• **Activity**
Among the records below, find each line containing the word "drop" and copy it.

:::::

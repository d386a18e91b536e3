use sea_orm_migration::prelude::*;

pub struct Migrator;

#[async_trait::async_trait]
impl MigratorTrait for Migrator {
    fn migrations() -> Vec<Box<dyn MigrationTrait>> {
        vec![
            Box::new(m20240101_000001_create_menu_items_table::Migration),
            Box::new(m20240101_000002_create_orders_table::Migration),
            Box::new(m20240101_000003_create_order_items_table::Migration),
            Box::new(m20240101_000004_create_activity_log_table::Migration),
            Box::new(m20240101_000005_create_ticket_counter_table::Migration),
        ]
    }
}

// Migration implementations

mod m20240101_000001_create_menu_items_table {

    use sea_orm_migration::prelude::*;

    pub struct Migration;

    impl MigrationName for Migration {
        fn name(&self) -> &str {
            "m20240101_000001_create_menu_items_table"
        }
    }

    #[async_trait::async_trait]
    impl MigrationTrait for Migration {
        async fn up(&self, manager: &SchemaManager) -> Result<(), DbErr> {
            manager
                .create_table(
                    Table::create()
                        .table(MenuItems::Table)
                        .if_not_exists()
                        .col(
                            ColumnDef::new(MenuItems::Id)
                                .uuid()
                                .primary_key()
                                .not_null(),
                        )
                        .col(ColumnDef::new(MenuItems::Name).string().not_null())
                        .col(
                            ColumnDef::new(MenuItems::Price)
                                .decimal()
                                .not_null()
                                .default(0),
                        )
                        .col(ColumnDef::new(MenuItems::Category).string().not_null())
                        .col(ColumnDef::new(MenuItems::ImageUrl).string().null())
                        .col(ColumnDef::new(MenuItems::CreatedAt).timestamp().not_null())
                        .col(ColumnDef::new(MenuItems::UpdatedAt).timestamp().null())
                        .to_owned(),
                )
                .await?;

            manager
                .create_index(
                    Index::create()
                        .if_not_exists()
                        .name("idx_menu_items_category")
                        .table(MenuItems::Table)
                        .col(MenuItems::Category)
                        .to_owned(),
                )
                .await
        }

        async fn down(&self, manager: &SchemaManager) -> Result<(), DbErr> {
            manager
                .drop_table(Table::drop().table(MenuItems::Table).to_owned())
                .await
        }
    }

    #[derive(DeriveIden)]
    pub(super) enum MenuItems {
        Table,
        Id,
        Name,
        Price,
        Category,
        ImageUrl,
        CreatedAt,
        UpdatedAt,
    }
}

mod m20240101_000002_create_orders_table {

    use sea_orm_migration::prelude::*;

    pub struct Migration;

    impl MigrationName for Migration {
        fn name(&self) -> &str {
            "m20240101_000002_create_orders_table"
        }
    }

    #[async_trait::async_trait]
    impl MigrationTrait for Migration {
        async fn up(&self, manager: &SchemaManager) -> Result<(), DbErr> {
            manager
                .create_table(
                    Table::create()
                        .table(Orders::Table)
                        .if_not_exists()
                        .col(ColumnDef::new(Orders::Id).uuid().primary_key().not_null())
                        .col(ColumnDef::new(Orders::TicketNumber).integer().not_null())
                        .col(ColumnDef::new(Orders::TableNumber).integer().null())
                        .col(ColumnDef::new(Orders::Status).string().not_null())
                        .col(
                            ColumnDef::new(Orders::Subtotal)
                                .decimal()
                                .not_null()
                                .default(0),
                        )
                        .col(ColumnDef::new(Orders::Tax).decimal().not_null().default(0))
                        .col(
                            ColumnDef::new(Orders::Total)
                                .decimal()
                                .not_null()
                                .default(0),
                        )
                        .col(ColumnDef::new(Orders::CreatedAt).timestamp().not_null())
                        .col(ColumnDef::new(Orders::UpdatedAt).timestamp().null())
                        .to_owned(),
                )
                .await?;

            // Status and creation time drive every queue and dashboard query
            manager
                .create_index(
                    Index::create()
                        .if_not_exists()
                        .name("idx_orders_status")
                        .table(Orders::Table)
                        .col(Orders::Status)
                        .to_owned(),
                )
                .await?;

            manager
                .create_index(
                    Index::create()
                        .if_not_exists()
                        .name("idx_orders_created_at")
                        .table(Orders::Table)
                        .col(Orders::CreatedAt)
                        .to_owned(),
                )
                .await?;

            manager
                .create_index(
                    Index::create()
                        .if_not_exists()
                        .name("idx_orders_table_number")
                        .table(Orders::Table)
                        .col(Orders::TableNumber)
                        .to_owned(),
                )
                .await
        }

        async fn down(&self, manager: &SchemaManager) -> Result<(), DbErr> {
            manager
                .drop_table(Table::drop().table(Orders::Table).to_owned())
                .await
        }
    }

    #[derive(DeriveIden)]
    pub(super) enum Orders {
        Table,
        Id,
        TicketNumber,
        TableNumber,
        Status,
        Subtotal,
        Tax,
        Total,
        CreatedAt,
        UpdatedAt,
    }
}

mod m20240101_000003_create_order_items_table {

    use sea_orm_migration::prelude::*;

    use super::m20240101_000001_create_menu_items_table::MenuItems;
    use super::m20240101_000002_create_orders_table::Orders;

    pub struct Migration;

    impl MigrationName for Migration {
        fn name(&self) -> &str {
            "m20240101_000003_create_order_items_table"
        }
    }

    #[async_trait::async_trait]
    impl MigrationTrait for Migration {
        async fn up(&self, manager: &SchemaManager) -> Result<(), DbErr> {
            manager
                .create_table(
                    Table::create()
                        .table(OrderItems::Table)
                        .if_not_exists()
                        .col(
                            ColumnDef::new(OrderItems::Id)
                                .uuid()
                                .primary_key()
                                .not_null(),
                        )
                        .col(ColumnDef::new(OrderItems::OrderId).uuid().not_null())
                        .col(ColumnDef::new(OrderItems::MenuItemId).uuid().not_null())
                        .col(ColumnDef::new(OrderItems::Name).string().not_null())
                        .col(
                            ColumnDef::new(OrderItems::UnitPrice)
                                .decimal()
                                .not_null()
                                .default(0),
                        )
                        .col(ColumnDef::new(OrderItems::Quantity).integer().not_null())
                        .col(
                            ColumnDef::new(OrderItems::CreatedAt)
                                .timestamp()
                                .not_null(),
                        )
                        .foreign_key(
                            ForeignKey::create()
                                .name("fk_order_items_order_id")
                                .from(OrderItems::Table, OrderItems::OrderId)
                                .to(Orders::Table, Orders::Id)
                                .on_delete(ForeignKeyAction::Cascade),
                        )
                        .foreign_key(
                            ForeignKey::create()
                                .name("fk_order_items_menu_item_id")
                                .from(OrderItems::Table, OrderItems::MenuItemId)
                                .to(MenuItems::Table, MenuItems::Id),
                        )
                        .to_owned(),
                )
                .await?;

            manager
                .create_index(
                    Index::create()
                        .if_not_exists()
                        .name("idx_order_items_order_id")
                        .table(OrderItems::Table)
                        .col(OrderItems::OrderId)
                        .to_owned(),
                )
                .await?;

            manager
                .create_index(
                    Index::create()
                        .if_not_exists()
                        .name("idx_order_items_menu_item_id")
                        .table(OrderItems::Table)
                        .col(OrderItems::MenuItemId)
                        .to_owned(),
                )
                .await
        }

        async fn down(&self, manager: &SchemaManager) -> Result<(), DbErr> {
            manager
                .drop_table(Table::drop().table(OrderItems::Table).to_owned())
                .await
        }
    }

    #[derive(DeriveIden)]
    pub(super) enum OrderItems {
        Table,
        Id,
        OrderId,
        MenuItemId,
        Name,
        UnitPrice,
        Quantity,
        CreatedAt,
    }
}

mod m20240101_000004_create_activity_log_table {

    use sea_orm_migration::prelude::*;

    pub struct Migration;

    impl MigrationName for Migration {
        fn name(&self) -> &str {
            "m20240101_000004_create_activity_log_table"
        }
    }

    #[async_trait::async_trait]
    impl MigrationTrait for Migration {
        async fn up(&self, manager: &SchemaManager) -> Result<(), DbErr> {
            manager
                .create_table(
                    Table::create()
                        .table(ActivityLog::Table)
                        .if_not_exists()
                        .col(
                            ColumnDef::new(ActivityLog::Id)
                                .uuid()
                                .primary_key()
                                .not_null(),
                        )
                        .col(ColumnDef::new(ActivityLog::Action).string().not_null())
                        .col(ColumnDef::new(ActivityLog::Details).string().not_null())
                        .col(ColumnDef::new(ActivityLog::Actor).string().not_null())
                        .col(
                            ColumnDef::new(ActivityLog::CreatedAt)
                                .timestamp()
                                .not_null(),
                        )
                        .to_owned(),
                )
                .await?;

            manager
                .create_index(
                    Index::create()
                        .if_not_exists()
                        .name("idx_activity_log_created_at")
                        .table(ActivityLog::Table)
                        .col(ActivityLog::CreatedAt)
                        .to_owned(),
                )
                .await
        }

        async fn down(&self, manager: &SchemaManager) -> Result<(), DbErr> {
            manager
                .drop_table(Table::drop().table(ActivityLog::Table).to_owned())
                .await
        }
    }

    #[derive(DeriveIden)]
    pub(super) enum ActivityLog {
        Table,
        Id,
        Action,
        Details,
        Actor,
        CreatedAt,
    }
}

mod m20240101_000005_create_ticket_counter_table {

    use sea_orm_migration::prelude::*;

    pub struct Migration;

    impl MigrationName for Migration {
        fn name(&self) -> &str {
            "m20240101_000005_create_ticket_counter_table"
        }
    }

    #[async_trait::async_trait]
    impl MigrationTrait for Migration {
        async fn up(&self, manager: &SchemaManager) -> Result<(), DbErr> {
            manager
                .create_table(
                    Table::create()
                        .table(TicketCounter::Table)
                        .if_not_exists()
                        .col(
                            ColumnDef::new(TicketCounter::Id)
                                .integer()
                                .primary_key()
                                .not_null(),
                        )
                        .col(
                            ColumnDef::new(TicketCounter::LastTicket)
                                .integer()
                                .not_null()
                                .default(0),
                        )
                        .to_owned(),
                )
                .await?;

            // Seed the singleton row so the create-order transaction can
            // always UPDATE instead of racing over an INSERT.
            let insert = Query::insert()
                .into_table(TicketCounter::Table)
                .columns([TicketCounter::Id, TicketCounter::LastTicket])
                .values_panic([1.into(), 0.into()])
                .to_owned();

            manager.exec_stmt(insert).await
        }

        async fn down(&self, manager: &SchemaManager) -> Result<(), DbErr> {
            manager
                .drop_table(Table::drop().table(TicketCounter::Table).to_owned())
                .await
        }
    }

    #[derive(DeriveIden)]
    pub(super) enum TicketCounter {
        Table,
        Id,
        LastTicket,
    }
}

:::::

• **Answer box**
                .drop_table(Table::drop().table(MenuItems::Table).to_owned())
                .drop_table(Table::drop().table(Orders::Table).to_owned())
                .drop_table(Table::drop().table(OrderItems::Table).to_owned())
                .drop_table(Table::drop().table(ActivityLog::Table).to_owned())
                .drop_table(Table::drop().table(TicketCounter::Table).to_owned())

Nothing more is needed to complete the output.